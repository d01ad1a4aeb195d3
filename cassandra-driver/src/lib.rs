//! Async Rust driver for [Apache Cassandra®](https://cassandra.apache.org/)
//! speaking the CQL native protocol, versions 2 to 4.
//!
//! # Driver overview
//! ### Connecting
//! All driver activity revolves around the [Client].\
//! A `Client` is created by specifying a few seed nodes and connecting to them.
//! The rest of the cluster is found through `system.peers`:
//!
//! ```rust,no_run
//! use cassandra_driver::{Client, ClientBuilder};
//! use std::error::Error;
//!
//! #[tokio::main]
//! async fn main() -> Result<(), Box<dyn Error>> {
//!     let client: Client = ClientBuilder::new()
//!         .host("127.0.0.1")
//!         .host("10.0.0.2")
//!         .build()
//!         .await?;
//!
//!     Ok(())
//! }
//! ```
//!
//! ### Making queries
//! Statements can be run unprepared with [`Client::execute`], or prepared
//! once with [`Client::prepare`] and run many times with
//! [`Client::execute_prepared`]. Several statements can be sent at once in a
//! [`Batch`](statement::batch::Batch):
//!
//! ```rust,no_run
//! # use cassandra_driver::{Client, CqlValue, ExecuteOptions};
//! # use cassandra_driver::statement::batch::BatchType;
//! # async fn example(client: &Client) -> Result<(), Box<dyn std::error::Error>> {
//! let insert = client.prepare("INSERT INTO ks.t (id, v) VALUES (?, ?)").await?;
//! client
//!     .execute_prepared(&insert, &[CqlValue::Int(9), CqlValue::Text("qux".into())], &ExecuteOptions::default())
//!     .await?;
//!
//! let mut batch = client.batch(BatchType::Logged, ExecuteOptions::default());
//! batch
//!     .add_prepared(&insert, vec![CqlValue::Int(8), CqlValue::Text("baz".into())])
//!     .add_query("DELETE FROM ks.t WHERE id = 7", vec![]);
//! batch.execute(client, &ExecuteOptions::default()).await?;
//! assert!(batch.is_empty());
//! # Ok(())
//! # }
//! ```

pub mod frame {
    pub use cassandra_cql::frame::{compression, frame_errors, types, value, ProtocolVersion};

    pub mod response {
        pub use cassandra_cql::frame::response::error::{DbError, WriteType};
        pub use cassandra_cql::frame::response::event;

        pub mod result {
            pub use cassandra_cql::frame::response::result::{
                ColumnSpec, PreparedMetadata, ResultMetadata, Row, TableSpec,
            };
        }
    }
}

pub mod authentication;
pub mod client;
pub mod errors;
pub mod network;
pub mod policies;
pub mod response;
pub mod statement;

pub use cassandra_cql::{ColumnType, Consistency, CqlValue, ProtocolVersion, SerialConsistency};

pub use client::{Client, ClientBuilder, ClientConfig, Compression};
pub use response::{BatchResult, QueryResult};
pub use statement::batch::{Batch, BatchPart, BatchType};
pub use statement::prepared::PreparedStatement;
pub use statement::ExecuteOptions;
•••••
Transcribe every entry in the listing, word for word.

repository d01ad1a4aeb195d3
filename cassandra-driver/src/lib.rs
//! Async Rust driver for [Apache Cassandra®](https://cassandra.apache.org/)
//! speaking the CQL native protocol, versions 2 to 4.
//!
//! # Driver overview
//! ### Connecting
//! All driver activity revolves around the [Client].\
//! A `Client` is created by specifying a few seed nodes and connecting to them.
//! The rest of the cluster is found through `system.peers`:
//!
//! ```rust,no_run
//! use cassandra_driver::{Client, ClientBuilder};
//! use std::error::Error;
//!
//! #[tokio::main]
//! async fn main() -> Result<(), Box<dyn Error>> {
//!     let client: Client = ClientBuilder::new()
//!         .host("127.0.0.1")
//!         .host("10.0.0.2")
//!         .build()
//!         .await?;
//!
//!     Ok(())
//! }
//! ```
//!
//! ### Making queries
//! Statements can be run unprepared with [`Client::execute`], or prepared
//! once with [`Client::prepare`] and run many times with
//! [`Client::execute_prepared`]. Several statements can be sent at once in a
//! [`Batch`](statement::batch::Batch):
//!
//! ```rust,no_run
//! # use cassandra_driver::{Client, CqlValue, ExecuteOptions};
//! # use cassandra_driver::statement::batch::BatchType;
//! # async fn example(client: &Client) -> Result<(), Box<dyn std::error::Error>> {
//! let insert = client.prepare("INSERT INTO ks.t (id, v) VALUES (?, ?)").await?;
//! client
//!     .execute_prepared(&insert, &[CqlValue::Int(9), CqlValue::Text("qux".into())], &ExecuteOptions::default())
//!     .await?;
//!
//! let mut batch = client.batch(BatchType::Logged, ExecuteOptions::default());
//! batch
//!     .add_prepared(&insert, vec![CqlValue::Int(8), CqlValue::Text("baz".into())])
//!     .add_query("DELETE FROM ks.t WHERE id = 7", vec![]);
//! batch.execute(client, &ExecuteOptions::default()).await?;
//! assert!(batch.is_empty());
//! # Ok(())
//! # }
//! ```

pub mod frame {
    pub use cassandra_cql::frame::{compression, frame_errors, types, value, ProtocolVersion};

    pub mod response {
        pub use cassandra_cql::frame::response::error::{DbError, WriteType};
        pub use cassandra_cql::frame::response::event;

        pub mod result {
            pub use cassandra_cql::frame::response::result::{
                ColumnSpec, PreparedMetadata, ResultMetadata, Row, TableSpec,
            };
        }
    }
}

pub mod authentication;
pub mod client;
pub mod errors;
pub mod network;
pub mod policies;
pub mod response;
pub mod statement;

pub use cassandra_cql::{ColumnType, Consistency, CqlValue, ProtocolVersion, SerialConsistency};

pub use client::{Client, ClientBuilder, ClientConfig, Compression};
pub use response::{BatchResult, QueryResult};
pub use statement::batch::{Batch, BatchPart, BatchType};
pub use statement::prepared::PreparedStatement;
pub use statement::ExecuteOptions;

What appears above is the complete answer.